Quand le torrent est en crue, tous les pêcheurs savent ça, il n’y a que le ver pour la truite. Embroché tout de son long sur un hameçon de grande taille, le pauvre ver n’en mène pas large, si j’ose dire. Il est mort, tout ce qu’il y a de plus mort, et, en temps normal, dans les eaux claires, une truite digne de ce nom ne se dérangerait pas pour un ver de si pauvre apparence.

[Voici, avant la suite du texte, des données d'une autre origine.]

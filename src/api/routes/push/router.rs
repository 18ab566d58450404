//! Router for the push API

use std::sync::Arc;

use anyhow::anyhow;
use axum::{Json, Router, extract::State, http::StatusCode};

use super::public;
use crate::api::public::ApiError;
use crate::api::state::AppState;
use crate::notify::{PushNotificationPayload, PushSubscription};

type SharedState = Arc<AppState>;

// Register a client for push notifications
async fn push_subscription(
    State(state): State<SharedState>,
    Json(subscription): Json<public::PushSubscriptionRequest>,
) -> Result<(StatusCode, Json<public::SubscriptionResponse>), ApiError> {
    let public::PushSubscriptionRequest {
        endpoint,
        expiration_time,
        keys,
    } = subscription;

    if endpoint.trim().is_empty() {
        return Err(ApiError::new(
            StatusCode::UNPROCESSABLE_ENTITY,
            anyhow!("Subscription endpoint is empty"),
        ));
    }

    let stored = state
        .engine
        .store()
        .upsert(PushSubscription {
            endpoint,
            p256dh: keys.p256dh,
            auth: keys.auth,
            expiration_time,
        })
        .await?;
    tracing::info!("Saved push subscription {}", stored.endpoint);

    Ok((
        StatusCode::CREATED,
        Json(public::SubscriptionResponse {
            success: true,
            endpoint: stored.endpoint,
        }),
    ))
}

// Send a push notification to all subscriptions
async fn send_notification(
    State(state): State<SharedState>,
    Json(request): Json<public::NotificationRequest>,
) -> Result<Json<public::NotificationResponse>, ApiError> {
    if let Some(email) = &request.email {
        tracing::debug!("Ignoring mail recipient {} for push broadcast", email);
    }

    let payload = PushNotificationPayload::new(
        &request.title,
        &request.body,
        request.url.as_deref(),
        request.tag.as_deref(),
    );
    let report = state.engine.broadcast(&payload).await?;

    Ok(Json(public::NotificationResponse {
        success: true,
        report,
    }))
}

// Application server key browsers need to subscribe
async fn vapid_public_key(
    State(state): State<SharedState>,
) -> Json<public::VapidPublicKeyResponse> {
    Json(public::VapidPublicKeyResponse {
        public_key: state.config.vapid.public_key.clone(),
    })
}

/// Create the push router
pub fn router() -> Router<SharedState> {
    Router::new()
        .route("/subscribe", axum::routing::post(push_subscription))
        .route("/sendNotification", axum::routing::post(send_notification))
        .route("/send", axum::routing::post(send_notification))
        .route("/vapidPublicKey", axum::routing::get(vapid_public_key))
}
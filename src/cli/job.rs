use anyhow::{Result, anyhow};

use crate::api::engine_from_config;
use crate::core::AppConfig;
use crate::jobs::{DailyCountdown, PeriodicJob};

#[derive(clap::ValueEnum, Clone, Copy, Debug)]
pub enum JobId {
    Countdown,
}

pub async fn run(id: JobId) -> Result<()> {
    let config = AppConfig::from_env()?;
    let engine = engine_from_config(&config).await?;

    let job: Box<dyn PeriodicJob> = match id {
        JobId::Countdown => Box::new(
            DailyCountdown::from_config(&config)
                .ok_or_else(|| anyhow!("Countdown job is disabled by PUSHD_COUNTDOWN_SCHEDULE"))?,
        ),
    };

    println!("Running job: {:?}", id);
    job.run_job(&engine).await;
    println!("Job completed");

    Ok(())
}
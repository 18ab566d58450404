use std::sync::Arc;
use std::time::Duration;

use anyhow::{Context, Result};
use tokio_rusqlite::Connection;

use crate::notify::{MemorySubscriptionStore, SqliteSubscriptionStore, SubscriptionStore};

/// Value of `PUSHD_DB_PATH` that selects the non-durable store.
pub const MEMORY_STORE: &str = "memory";

pub async fn async_db(db_path: &str) -> Result<Connection> {
    let db = Connection::open(db_path)
        .await
        .with_context(|| format!("Failed to open sqlite db at {}", db_path))?;
    db.call(|conn| {
        conn.busy_timeout(Duration::from_secs(5))?;
        Ok(())
    })
    .await?;
    Ok(db)
}

pub fn initialize_db(conn: &rusqlite::Connection) -> rusqlite::Result<()> {
    conn.execute_batch(
        r#"
        CREATE TABLE IF NOT EXISTS push_subscription (
            endpoint TEXT PRIMARY KEY,
            p256dh TEXT NOT NULL,
            auth TEXT NOT NULL,
            expiration_time INTEGER,
            created_at TEXT NOT NULL DEFAULT CURRENT_TIMESTAMP,
            updated_at TEXT NOT NULL DEFAULT CURRENT_TIMESTAMP
        );
        "#,
    )
}

/// Brings an existing db up to the current schema. Safe to run repeatedly.
pub fn migrate_db(conn: &rusqlite::Connection) -> rusqlite::Result<()> {
    initialize_db(conn)?;

    // Databases created before expiration metadata was stored
    let has_expiration = conn
        .prepare(
            "SELECT 1 FROM pragma_table_info('push_subscription') WHERE name = 'expiration_time'",
        )?
        .exists([])?;
    if !has_expiration {
        conn.execute(
            "ALTER TABLE push_subscription ADD COLUMN expiration_time INTEGER",
            [],
        )?;
    }
    Ok(())
}

/// Open the subscription store named by `db_path`, creating the schema
/// if needed. Any failure here means the process must not serve.
pub async fn open_store(db_path: &str) -> Result<Arc<dyn SubscriptionStore>> {
    if db_path == MEMORY_STORE {
        tracing::warn!(
            "Using in-memory subscription store, subscriptions will not survive a restart"
        );
        return Ok(Arc::new(MemorySubscriptionStore::default()));
    }

    let db = async_db(db_path).await?;
    db.call(|conn| {
        migrate_db(conn)?;
        Ok(())
    })
    .await
    .context("Failed to initialize subscription schema")?;

    Ok(Arc::new(SqliteSubscriptionStore::new(db)))
}

#[cfg(test)]
mod tests {
    use super::*;

    #[tokio::test]
    async fn it_migrates_idempotently() {
        let dir = tempfile::tempdir().unwrap();
        let path = dir.path().join("pushd.sqlite");
        let db = async_db(path.to_str().unwrap()).await.unwrap();

        let columns = db
            .call(|conn| {
                migrate_db(conn)?;
                migrate_db(conn)?;
                let mut stmt =
                    conn.prepare("SELECT name FROM pragma_table_info('push_subscription')")?;
                let names = stmt
                    .query_map([], |row| row.get::<_, String>(0))?
                    .collect::<Result<Vec<_>, _>>()?;
                Ok(names)
            })
            .await
            .unwrap();

        assert!(columns.contains(&"endpoint".to_string()));
        assert!(columns.contains(&"expiration_time".to_string()));
    }

    #[tokio::test]
    async fn it_adds_missing_expiration_column() {
        let dir = tempfile::tempdir().unwrap();
        let path = dir.path().join("old.sqlite");
        let db = async_db(path.to_str().unwrap()).await.unwrap();

        let has_column = db
            .call(|conn| {
                conn.execute_batch(
                    "CREATE TABLE push_subscription (
                        endpoint TEXT PRIMARY KEY,
                        p256dh TEXT NOT NULL,
                        auth TEXT NOT NULL,
                        created_at TEXT NOT NULL DEFAULT CURRENT_TIMESTAMP,
                        updated_at TEXT NOT NULL DEFAULT CURRENT_TIMESTAMP
                    );",
                )?;
                migrate_db(conn)?;
                let exists = conn
                    .prepare(
                        "SELECT 1 FROM pragma_table_info('push_subscription') WHERE name = 'expiration_time'",
                    )?
                    .exists([])?;
                Ok(exists)
            })
            .await
            .unwrap();

        assert!(has_column);
    }

    #[tokio::test]
    async fn it_opens_memory_store() {
        let store = open_store(MEMORY_STORE).await.unwrap();
        assert!(store.list_all().await.unwrap().is_empty());
    }
}
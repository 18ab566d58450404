//! API routes module

pub mod push;

use std::sync::Arc;

use crate::api::state::AppState;
use axum::Router;

type SharedState = Arc<AppState>;

/// Create the combined API router
pub fn router() -> Router<SharedState> {
    // Push notification routes are served from the root, browsers
    // subscribe with `POST /subscribe`
    Router::new().merge(push::router())
}
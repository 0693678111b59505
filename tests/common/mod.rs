#![allow(dead_code)]

pub mod http_server;

use std::path::Path;

/// Smallest body that passes the `%PDF` magic check.
pub const PDF_BODY: &[u8] = b"%PDF-1.4\n1 0 obj\n<<>>\nendobj\ntrailer\n<<>>\n%%EOF\n";

/// Write a CSV file from a header line and data lines.
pub fn write_csv(path: &Path, lines: &[&str]) {
    let mut content = lines.join("\n");
    content.push('\n');
    std::fs::write(path, content).unwrap();
}
//! Crash isolation: run one conversion in a supervised child process.
//!
//! Some PDFs make extraction libraries crash or hang. The worker is a
//! separate process invoked as `<program> <args..> <input> <method> --format
//! <md|txt>`; it prints the converted text on stdout and diagnostics on
//! stderr, and exits non-zero on failure. A wall-clock timeout kills it.
//! Every outcome becomes a [`RowError`] or text, never a panic in the batch.

use crate::backend::Converter;
use crate::config::BackendConfig;
use crate::error::{Pdf2ZipError, RowError};
use crate::method::Method;
use std::ffi::OsString;
use std::path::{Path, PathBuf};
use std::process::Stdio;
use std::time::Duration;
use tokio::process::Command;
use tracing::{debug, info, warn};

/// Subcommand the `pdf2zip` binary exposes as its worker entry point.
pub const WORKER_SUBCOMMAND: &str = "convert";

/// Keep at most this much of a worker's stderr in error reports.
const MAX_STDERR_CHARS: usize = 4000;

/// The program and leading arguments that start a worker.
#[derive(Debug, Clone, PartialEq, Eq)]
pub struct WorkerCommand {
    program: PathBuf,
    args: Vec<OsString>,
}

impl WorkerCommand {
    pub fn new<I, S>(program: impl Into<PathBuf>, args: I) -> Self
    where
        I: IntoIterator<Item = S>,
        S: Into<OsString>,
    {
        Self {
            program: program.into(),
            args: args.into_iter().map(Into::into).collect(),
        }
    }

    /// Re-invoke the running executable with its `convert` subcommand.
    pub fn current_exe() -> Result<Self, Pdf2ZipError> {
        let exe = std::env::current_exe()
            .map_err(|e| Pdf2ZipError::Internal(format!("Cannot locate current executable: {}", e)))?;
        Ok(Self::new(exe, [WORKER_SUBCOMMAND]))
    }

    pub fn program(&self) -> &Path {
        &self.program
    }
}

/// Run `method` on `input` in a worker and return its stdout.
///
/// Exit 0 yields the (possibly empty) stdout. `env` is added to the
/// worker's inherited environment.
pub async fn run_isolated(
    worker: &WorkerCommand,
    input: &Path,
    method: &Method,
    timeout: Duration,
    env: &[(&str, String)],
) -> Result<String, RowError> {
    let program = worker.program.display().to_string();
    debug!("Spawning worker {} for {}", program, input.display());

    let child = Command::new(&worker.program)
        .args(&worker.args)
        .arg(input)
        .arg(method.id())
        .arg("--format")
        .arg(method.format().extension())
        .envs(env.iter().map(|(k, v)| (*k, v.as_str())))
        .stdin(Stdio::null())
        .stdout(Stdio::piped())
        .stderr(Stdio::piped())
        .kill_on_drop(true)
        .spawn()
        .map_err(|e| RowError::WorkerSpawn {
            program: program.clone(),
            detail: e.to_string(),
        })?;

    // Dropping the pending wait on timeout drops the child, which kills it.
    let output = match tokio::time::timeout(timeout, child.wait_with_output()).await {
        Ok(result) => result.map_err(|e| RowError::ConvertFailed {
            status: None,
            detail: format!("Failed to collect worker output: {}", e),
        })?,
        Err(_) => {
            warn!("Worker for {} exceeded {}s, killed", input.display(), timeout.as_secs());
            return Err(RowError::ConvertTimeout {
                secs: timeout.as_secs(),
            });
        }
    };

    let stderr = String::from_utf8_lossy(&output.stderr);
    if !output.status.success() {
        return Err(RowError::ConvertFailed {
            status: output.status.code(),
            detail: tail(stderr.trim(), MAX_STDERR_CHARS),
        });
    }
    if !stderr.trim().is_empty() {
        debug!("Worker stderr: {}", stderr.trim());
    }

    String::from_utf8(output.stdout).map_err(|_| RowError::ConvertFailed {
        status: Some(0),
        detail: "Worker produced non-UTF-8 output".to_string(),
    })
}

fn tail(s: &str, max_chars: usize) -> String {
    let count = s.chars().count();
    if count <= max_chars {
        return s.to_string();
    }
    let skip = count - max_chars;
    format!("…{}", s.chars().skip(skip).collect::<String>())
}

/// [`Converter`] that runs every conversion through [`run_isolated`].
#[derive(Debug, Clone)]
pub struct IsolatedConverter {
    worker: WorkerCommand,
    backend: BackendConfig,
}

impl IsolatedConverter {
    pub fn new(worker: WorkerCommand, backend: BackendConfig) -> Self {
        info!("Conversions isolated in worker: {}", worker.program.display());
        Self { worker, backend }
    }
}

impl Converter for IsolatedConverter {
    async fn convert(
        &self,
        input: &Path,
        method: &Method,
        timeout: Duration,
    ) -> Result<String, RowError> {
        let env = self.backend.to_env();
        run_isolated(&self.worker, input, method, timeout, &env).await
    }

    fn check(&self, method: &Method) -> Result<(), Pdf2ZipError> {
        self.backend.check(method)
    }
}
//! Error types for the edgequake-pdf2zip library.
//!
//! Two distinct error types reflect two distinct failure modes:
//!
//! * [`Pdf2ZipError`]: **fatal**, the batch cannot proceed at all (the
//!   archive cannot be created, the input table lacks a required column, a
//!   remote backend is not configured). Returned as `Err(Pdf2ZipError)` from
//!   [`crate::batch::process`] and the archive operations.
//!
//! * [`RowError`]: **non-fatal**, a single row failed (download error,
//!   crashed worker, timeout, cache write error) but every other row is fine.
//!   Stored inside [`crate::batch::RowOutcome`] so the batch always completes
//!   and the row is retried on the next run.

use std::path::PathBuf;
use thiserror::Error;

/// All fatal errors returned by the edgequake-pdf2zip library.
#[derive(Debug, Error)]
pub enum Pdf2ZipError {
    // ── Input errors ──────────────────────────────────────────────────────
    /// The input table could not be read or parsed.
    #[error("Failed to read table '{path}': {source}")]
    TableRead {
        path: PathBuf,
        #[source]
        source: csv::Error,
    },

    /// A column named in the configuration is absent from the table header.
    #[error("Column '{column}' not found in table header (available: {available})")]
    MissingColumn { column: String, available: String },

    // ── Archive errors ────────────────────────────────────────────────────
    /// Filesystem error while creating, reading or replacing the archive.
    #[error("Archive I/O error on '{path}': {source}")]
    ArchiveIo {
        path: PathBuf,
        #[source]
        source: std::io::Error,
    },

    /// The archive exists but is not a readable ZIP container.
    #[error("Archive '{path}' is not a valid ZIP file: {source}")]
    ArchiveFormat {
        path: PathBuf,
        #[source]
        source: zip::result::ZipError,
    },

    /// A requested entry is not present in the archive.
    #[error("Entry '{name}' not found in archive '{path}'")]
    EntryNotFound { path: PathBuf, name: String },

    /// An entry exists but does not hold UTF-8 text.
    #[error("Entry '{name}' in archive '{path}' is not valid UTF-8")]
    EntryNotUtf8 { path: PathBuf, name: String },

    // ── Output errors ─────────────────────────────────────────────────────
    /// Could not write the CSV snapshot or output table.
    #[error("Failed to write output file '{path}': {source}")]
    OutputWriteFailed {
        path: PathBuf,
        #[source]
        source: std::io::Error,
    },

    /// The scratch directory for downloads could not be created.
    #[error("Failed to prepare work directory '{path}': {source}")]
    WorkDir {
        path: PathBuf,
        #[source]
        source: std::io::Error,
    },

    // ── Config errors ─────────────────────────────────────────────────────
    /// A remote backend was selected but its credentials are missing.
    #[error("Backend '{backend}' is not configured.\n{hint}")]
    ProviderNotConfigured { backend: String, hint: String },

    /// Builder validation failed.
    #[error("Invalid configuration: {0}")]
    InvalidConfig(String),

    // ── Catch-all ─────────────────────────────────────────────────────────
    /// Unexpected internal error.
    #[error("Internal error: {0}")]
    Internal(String),
}

/// A non-fatal error for a single row.
///
/// Failed rows never produce an archive entry, so they are picked up again
/// automatically the next time the batch runs.
#[derive(Debug, Clone, PartialEq, Eq, Error, serde::Serialize, serde::Deserialize)]
pub enum RowError {
    /// Download failed (connection error, non-2xx status, I/O on the local copy).
    #[error("Failed to download '{url}': {reason}")]
    FetchFailed { url: String, reason: String },

    /// Download exceeded the configured timeout.
    #[error("Download timed out after {secs}s for '{url}'")]
    FetchTimeout { url: String, secs: u64 },

    /// The downloaded body is not a PDF.
    #[error("Downloaded file from '{url}' is not a PDF (first bytes: {magic:?})")]
    NotAPdf { url: String, magic: Vec<u8> },

    /// The worker process could not be started.
    #[error("Failed to spawn conversion worker '{program}': {detail}")]
    WorkerSpawn { program: String, detail: String },

    /// The backend raised, or the worker exited with a non-zero status.
    #[error("Conversion failed{}: {detail}", status_suffix(.status))]
    ConvertFailed { status: Option<i32>, detail: String },

    /// The worker did not finish in time and was killed.
    #[error("Conversion timed out after {secs}s; worker killed")]
    ConvertTimeout { secs: u64 },

    /// The converted text could not be stored in the archive.
    #[error("Failed to write '{name}' to the archive: {detail}")]
    CacheWrite { name: String, detail: String },
}

fn status_suffix(status: &Option<i32>) -> String {
    match status {
        Some(code) => format!(" (exit status {code})"),
        None => String::new(),
    }
}

impl RowError {
    /// Short machine-friendly label used in reports and logs.
    pub fn kind(&self) -> &'static str {
        match self {
            RowError::FetchFailed { .. } | RowError::FetchTimeout { .. } | RowError::NotAPdf { .. } => {
                "fetch"
            }
            RowError::WorkerSpawn { .. }
            | RowError::ConvertFailed { .. }
            | RowError::ConvertTimeout { .. } => "convert",
            RowError::CacheWrite { .. } => "cache",
        }
    }
}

Mais, avec les hautes eaux, il passe beaucoup de vers qui n’en valent pas mieux, venus de dix, vingt, parfois cent mètres plus haut, arrachés à la terre des berges et roulés contre les cailloux, coincés un quart d’heure dans une fente de rocher d’où le courant finit par les arracher, et, quand ils passent devant la truite, ils ne se différencient en rien de leur frère tassé sur la courbe de l’hameçon.

Dans les eaux claires, contrairement à ce que croient beaucoup de pêcheurs, le ver rend également fort bien. Mais il exige une présentation plus soignée. La Stewart et les montures qui en dérivent permettent de lui garder sa forme allongée, sans courbe, et de le laisser glisser naturellement le long des courants, sur les fonds de sable ou de petites pierres, et, arrivant de la sorte avec une allure naturelle, il ne manque pas de faire sortir la truite de son poste d’affût le long des rochers.

Restent les trous profonds, les « gouffres » où il y a trois ou quatre mètres d’eau claire comme du cristal, et où se cachent d’ordinaire les plus belles pièces. Avec la vogue actuelle du lancer léger, huit jours après l’ouverture les grosses truites ont compris, et plus rien ne bouge pour la saison. Mais, même si les touches sur les triples des cuillers n’ont pas découragé le poisson, il reste la difficulté d’attaquer dans ces sortes de puits étroits, sombres, où l’on devine parfois, tout au fond, des bêtes de belle taille.

On les prend assez facilement avec de gros vers rouges, au vif. La monture que j’emploie pour cela est la simplicité même : un hameçon simple, fin et fort — le Cristal doré fait parfaitement l’affaire, — un plomb de chasse taille 6 à 50 centimètres environ de l’hameçon et une toute petite plume pour soutenir le plomb. Les « gouffres » sont la plupart du temps en eau morte, et il convient de laisser au ver le maximum de liberté. Hameçon de la taille 8, bien que je sois allé jusqu’au 4 pour de très gros vers.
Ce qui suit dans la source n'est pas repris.